Have you ever really looked at the ingredients of your favorite drink, munchies, or snack? Chances are if you have, that you have seen the same ingredient on each, high-fructose corn syrup. What is high-fructose corn syrup really? Is it something that is inherently dangerous, as we have been hearing on some commercials? Or is it really nothing more than another type of sugar? Well, here are a few facts that you can use to help form your own opinion.
- What is it made from? High-fructose corn syrup was first made in the 1970's, and is actually made from cornstarch. Chemically, this syrup contains about 45% glucose, and 55% fructose. This means that it has pretty much the same sweetness level as natural honey.

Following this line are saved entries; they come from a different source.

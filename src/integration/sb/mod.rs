use std::collections::HashMap;
use std::fmt;
use std::sync::{Arc, OnceLock};
use std::time::Duration;

use serde_json::{Map, Value};

use super::driver::{BackendConnection, BackendDriver, BackendTarget, DriverError};
use super::{
    ensure_no_payload, message_wait, payload_bytes, ActionHandler, ActionOutcome, HandlerTable,
    IntegrationError, IntegrationHandler,
};
use crate::wire::envelope::{
    AsyncMessageRequest, ACTION_CONNECT, ACTION_DISCONNECT, ACTION_HELLO, ACTION_RECEIVE,
    ACTION_SEND,
};

pub const SCHEMES: [&str; 1] = ["sb"];

#[derive(Clone, Debug, PartialEq, Eq)]
pub struct ServiceBusUrl {
    pub namespace: String,
    pub key_name: String,
    pub key: String,
}

impl ServiceBusUrl {
    pub fn parse(url: &str) -> Result<Self, IntegrationError> {
        let invalid = |reason: &str| IntegrationError::InvalidUrl {
            url: url.to_owned(),
            reason: reason.to_owned(),
        };

        let rest = url
            .strip_prefix("sb://")
            .ok_or_else(|| invalid("scheme must be sb"))?;
        let mut parts = rest.split(';');
        let namespace = parts.next().unwrap_or("").trim_end_matches('/');
        if namespace.is_empty() {
            return Err(invalid("no namespace"));
        }

        let mut key_name = None;
        let mut key = None;
        for part in parts.filter(|part| !part.is_empty()) {
            match part.split_once('=') {
                Some(("SharedAccessKeyName", value)) if !value.is_empty() => key_name = Some(value),
                Some(("SharedAccessKey", value)) if !value.is_empty() => key = Some(value),
                _ => {}
            }
        }

        Ok(Self {
            namespace: namespace.to_owned(),
            key_name: key_name
                .ok_or_else(|| invalid("SharedAccessKeyName must be in the url"))?
                .to_owned(),
            key: key
                .ok_or_else(|| invalid("SharedAccessKey must be in the url"))?
                .to_owned(),
        })
    }
}

#[derive(Clone, Debug, PartialEq, Eq, Hash)]
pub enum Endpoint {
    Queue(String),
    Topic { topic: String, subscription: Option<String> },
}

impl Endpoint {
    pub fn parse(raw: &str) -> Result<Self, IntegrationError> {
        let invalid = |reason: &str| IntegrationError::InvalidEndpoint {
            endpoint: raw.to_owned(),
            reason: reason.to_owned(),
        };

        let mut queue = None;
        let mut topic = None;
        let mut subscription = None;
        for part in raw.split(',') {
            let (kind, name) = part
                .split_once(':')
                .ok_or_else(|| invalid("expected <kind>:<name>"))?;
            let name = name.trim();
            if name.is_empty() {
                return Err(invalid("empty name"));
            }
            match kind.trim() {
                "queue" => queue = Some(name.to_owned()),
                "topic" => topic = Some(name.to_owned()),
                "subscription" => subscription = Some(name.to_owned()),
                other => return Err(invalid(&format!("unknown kind {other}"))),
            }
        }

        match (queue, topic) {
            (Some(queue), None) if subscription.is_none() => Ok(Self::Queue(queue)),
            (None, Some(topic)) => Ok(Self::Topic { topic, subscription }),
            _ => Err(invalid("expected queue:<name> or topic:<name>, subscription:<name>")),
        }
    }

    fn destination(&self, link: LinkKind) -> Result<String, IntegrationError> {
        match (self, link) {
            (Self::Queue(queue), _) => Ok(queue.clone()),
            (Self::Topic { topic, .. }, LinkKind::Sender) => Ok(topic.clone()),
            (Self::Topic { topic, subscription: Some(subscription) }, LinkKind::Receiver) => {
                Ok(format!("{topic}/subscriptions/{subscription}"))
            }
            (Self::Topic { .. }, LinkKind::Receiver) => Err(IntegrationError::InvalidEndpoint {
                endpoint: self.to_string(),
                reason: "receiving from a topic needs a subscription".to_owned(),
            }),
        }
    }
}

impl fmt::Display for Endpoint {
    fn fmt(&self, f: &mut fmt::Formatter<'_>) -> fmt::Result {
        match self {
            Self::Queue(queue) => write!(f, "queue:{queue}"),
            Self::Topic {
                topic,
                subscription: Some(subscription),
            } => write!(f, "topic:{topic}, subscription:{subscription}"),
            Self::Topic { topic, .. } => write!(f, "topic:{topic}"),
        }
    }
}

#[derive(Clone, Copy, Debug, PartialEq, Eq, Hash)]
enum LinkKind {
    Sender,
    Receiver,
}

impl LinkKind {
    fn from_request(request: &AsyncMessageRequest) -> Result<Self, IntegrationError> {
        match request.context.get_str("connection") {
            Some("sender") => Ok(Self::Sender),
            Some("receiver") => Ok(Self::Receiver),
            Some(other) => Err(IntegrationError::InvalidContext {
                key: "connection",
                reason: format!("{other} is neither sender nor receiver"),
            }),
            None => Err(IntegrationError::MissingContext { key: "connection" }),
        }
    }

    fn as_str(self) -> &'static str {
        match self {
            Self::Sender => "sender",
            Self::Receiver => "receiver",
        }
    }
}

fn endpoint(request: &AsyncMessageRequest) -> Result<Endpoint, IntegrationError> {
    let raw = request
        .context
        .get_str("endpoint")
        .ok_or(IntegrationError::MissingContext { key: "endpoint" })?;
    Endpoint::parse(raw)
}

fn handlers() -> &'static HandlerTable<ServiceBusHandler> {
    static HANDLERS: OnceLock<HandlerTable<ServiceBusHandler>> = OnceLock::new();
    HANDLERS.get_or_init(|| {
        let mut table = HandlerTable::new();
        table.register(ACTION_HELLO, ServiceBusHandler::hello);
        table.register(ACTION_CONNECT, ServiceBusHandler::connect);
        table.register(ACTION_DISCONNECT, ServiceBusHandler::disconnect);
        table.register(ACTION_SEND, ServiceBusHandler::send);
        table.register(ACTION_RECEIVE, ServiceBusHandler::receive);
        table
    })
}

struct Link {
    destination: String,
    message_wait: Duration,
}

// Namespace connection shared by every sender/receiver link the owning worker opened.
pub struct ServiceBusHandler {
    worker: String,
    driver: Arc<dyn BackendDriver>,
    namespace: Option<String>,
    connection: Option<Box<dyn BackendConnection>>,
    links: HashMap<(LinkKind, Endpoint), Link>,
    usable: bool,
}

impl ServiceBusHandler {
    pub fn new(worker: &str, driver: Arc<dyn BackendDriver>) -> Self {
        Self {
            worker: worker.to_owned(),
            driver,
            namespace: None,
            connection: None,
            links: HashMap::new(),
            usable: true,
        }
    }

    pub fn link_count(&self) -> usize {
        self.links.len()
    }

    fn hello(&mut self, _request: &AsyncMessageRequest) -> Result<ActionOutcome, IntegrationError> {
        Ok(ActionOutcome::message("ready"))
    }

    fn connect(
        &mut self,
        request: &AsyncMessageRequest,
    ) -> Result<ActionOutcome, IntegrationError> {
        let url = request
            .context
            .url()
            .ok_or(IntegrationError::MissingContext { key: "url" })?;
        let parsed = ServiceBusUrl::parse(url)?;
        let endpoint = endpoint(request)?;
        let kind = LinkKind::from_request(request)?;
        let destination = endpoint.destination(kind)?;
        let wait = message_wait(request, Duration::ZERO)?;

        if let Some(namespace) = &self.namespace {
            if *namespace != parsed.namespace {
                return Err(IntegrationError::InvalidUrl {
                    url: url.to_owned(),
                    reason: format!("already connected to {namespace}"),
                });
            }
        }
        let key = (kind, endpoint);
        if self.links.contains_key(&key) {
            return Ok(ActionOutcome::message(format!("re-used {} link", kind.as_str())));
        }

        if self.connection.is_none() {
            let target = BackendTarget::new(parsed.namespace.clone())
                .with_property("key_name", parsed.key_name)
                .with_property("key", parsed.key);
            let connection = self.driver.connect(&target).map_err(|error| self.track(error))?;
            self.connection = Some(connection);
            self.namespace = Some(parsed.namespace);
        }

        if kind == LinkKind::Receiver {
            let result = match self.connection.as_mut() {
                Some(connection) => connection.declare(&destination),
                None => return Err(IntegrationError::NotConnected),
            };
            result.map_err(|error| self.track(error))?;
        }

        let message = format!("connected {} to {}", kind.as_str(), key.1);
        self.links.insert(
            key,
            Link {
                destination,
                message_wait: wait,
            },
        );
        Ok(ActionOutcome::message(message))
    }

    fn disconnect(
        &mut self,
        request: &AsyncMessageRequest,
    ) -> Result<ActionOutcome, IntegrationError> {
        let endpoint = endpoint(request)?;
        let kind = LinkKind::from_request(request)?;
        if self.links.remove(&(kind, endpoint.clone())).is_none() {
            return Err(IntegrationError::LinkNotConnected {
                link: kind.as_str(),
                endpoint: endpoint.to_string(),
            });
        }

        if self.links.is_empty() {
            self.namespace = None;
            if let Some(mut connection) = self.connection.take() {
                connection.close().map_err(|error| self.track(error))?;
            }
        }

        Ok(ActionOutcome::message(format!(
            "disconnected {} from {endpoint}",
            kind.as_str()
        )))
    }

    fn send(&mut self, request: &AsyncMessageRequest) -> Result<ActionOutcome, IntegrationError> {
        let endpoint = endpoint(request)?;
        let destination = self.link(LinkKind::Sender, &endpoint)?.destination.clone();
        let body = payload_bytes(request)?;
        let response_length = body.len() as u64;

        let result = match self.connection.as_mut() {
            Some(connection) => connection.put(&destination, body),
            None => return Err(IntegrationError::NotConnected),
        };
        let message_id = result.map_err(|error| self.track(error))?;

        Ok(ActionOutcome {
            payload: request.payload.clone(),
            metadata: Some(message_metadata(&message_id, &endpoint)),
            response_length: Some(response_length),
            ..ActionOutcome::default()
        })
    }

    fn receive(
        &mut self,
        request: &AsyncMessageRequest,
    ) -> Result<ActionOutcome, IntegrationError> {
        ensure_no_payload(request)?;
        let endpoint = endpoint(request)?;
        let link = self.link(LinkKind::Receiver, &endpoint)?;
        let destination = link.destination.clone();
        let wait = message_wait(request, link.message_wait)?;

        let result = match self.connection.as_mut() {
            Some(connection) => connection.get(&destination, wait),
            None => return Err(IntegrationError::NotConnected),
        };
        let message = result
            .map_err(|error| self.track(error))?
            .ok_or_else(|| IntegrationError::NoMessage {
                endpoint: endpoint.to_string(),
            })?;

        Ok(ActionOutcome {
            response_length: Some(message.body.len() as u64),
            payload: Some(Value::String(String::from_utf8_lossy(&message.body).into_owned())),
            metadata: Some(message_metadata(&message.id, &endpoint)),
            ..ActionOutcome::default()
        })
    }

    fn link(&self, kind: LinkKind, endpoint: &Endpoint) -> Result<&Link, IntegrationError> {
        self.links
            .get(&(kind, endpoint.clone()))
            .ok_or_else(|| IntegrationError::LinkNotConnected {
                link: kind.as_str(),
                endpoint: endpoint.to_string(),
            })
    }

    fn track(&mut self, error: DriverError) -> IntegrationError {
        if error.is_fatal() {
            self.usable = false;
        }
        IntegrationError::Driver(error)
    }
}

fn message_metadata(message_id: &str, endpoint: &Endpoint) -> Map<String, Value> {
    let mut metadata = Map::new();
    metadata.insert("message_id".to_owned(), Value::String(message_id.to_owned()));
    metadata.insert("endpoint".to_owned(), Value::String(endpoint.to_string()));
    metadata
}

impl IntegrationHandler for ServiceBusHandler {
    fn worker(&self) -> &str {
        &self.worker
    }

    fn get_handler(&self, action: &str) -> Option<ActionHandler<Self>> {
        handlers().get(action)
    }

    fn close(&mut self) {
        self.links.clear();
        self.namespace = None;
        if let Some(mut connection) = self.connection.take() {
            let _ = connection.close();
        }
    }

    fn is_usable(&self) -> bool {
        self.usable
    }
}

- Is it a naturally occurring sweetener? The simple answer is no, while the long answer is yes, but... High-fructose corn syrup is still made from cornstarch, which is a natural item, but it takes some special refineries and processes to make it. Since there are no synthetic or artificial ingredients or color additive used in the process that makes high-fructose corn syrup, it meets the Food and Drug Administration's (FDA) guidelines to be considered natural. So, you can honestly say that it isn't but it is.
- What is the difference between high-fructose corn syrup and sugar? Simply put, there really isn't that much difference between high-fructose corn syrup and the sugar that many people put in their coffee and tea. Each have the same number of calories, and are pretty much equal in sweetness. The only real difference is that sugar is made up of a 50/50 mixture of glucose and fructose, while high-fructose corn syrup has about 55% fructose and 45% glucose.
- Is it more dangerous than regular sugar? Many people have heard that this type of sweetener leads to a higher risk of diabetes, and other health problems. The truth is that it has as much of a chance of causing those health problems as any other type of sweetener. In reality, the cause of these types of health problems are actually a combination of total diet, activity, age, and whether you have a genetic predisposition towards those problems. According to some studies, the consumption of high-fructose corn syrup has gone down over the past several years in the United States, but the rate of diabetes and obesity is actually still on the rise.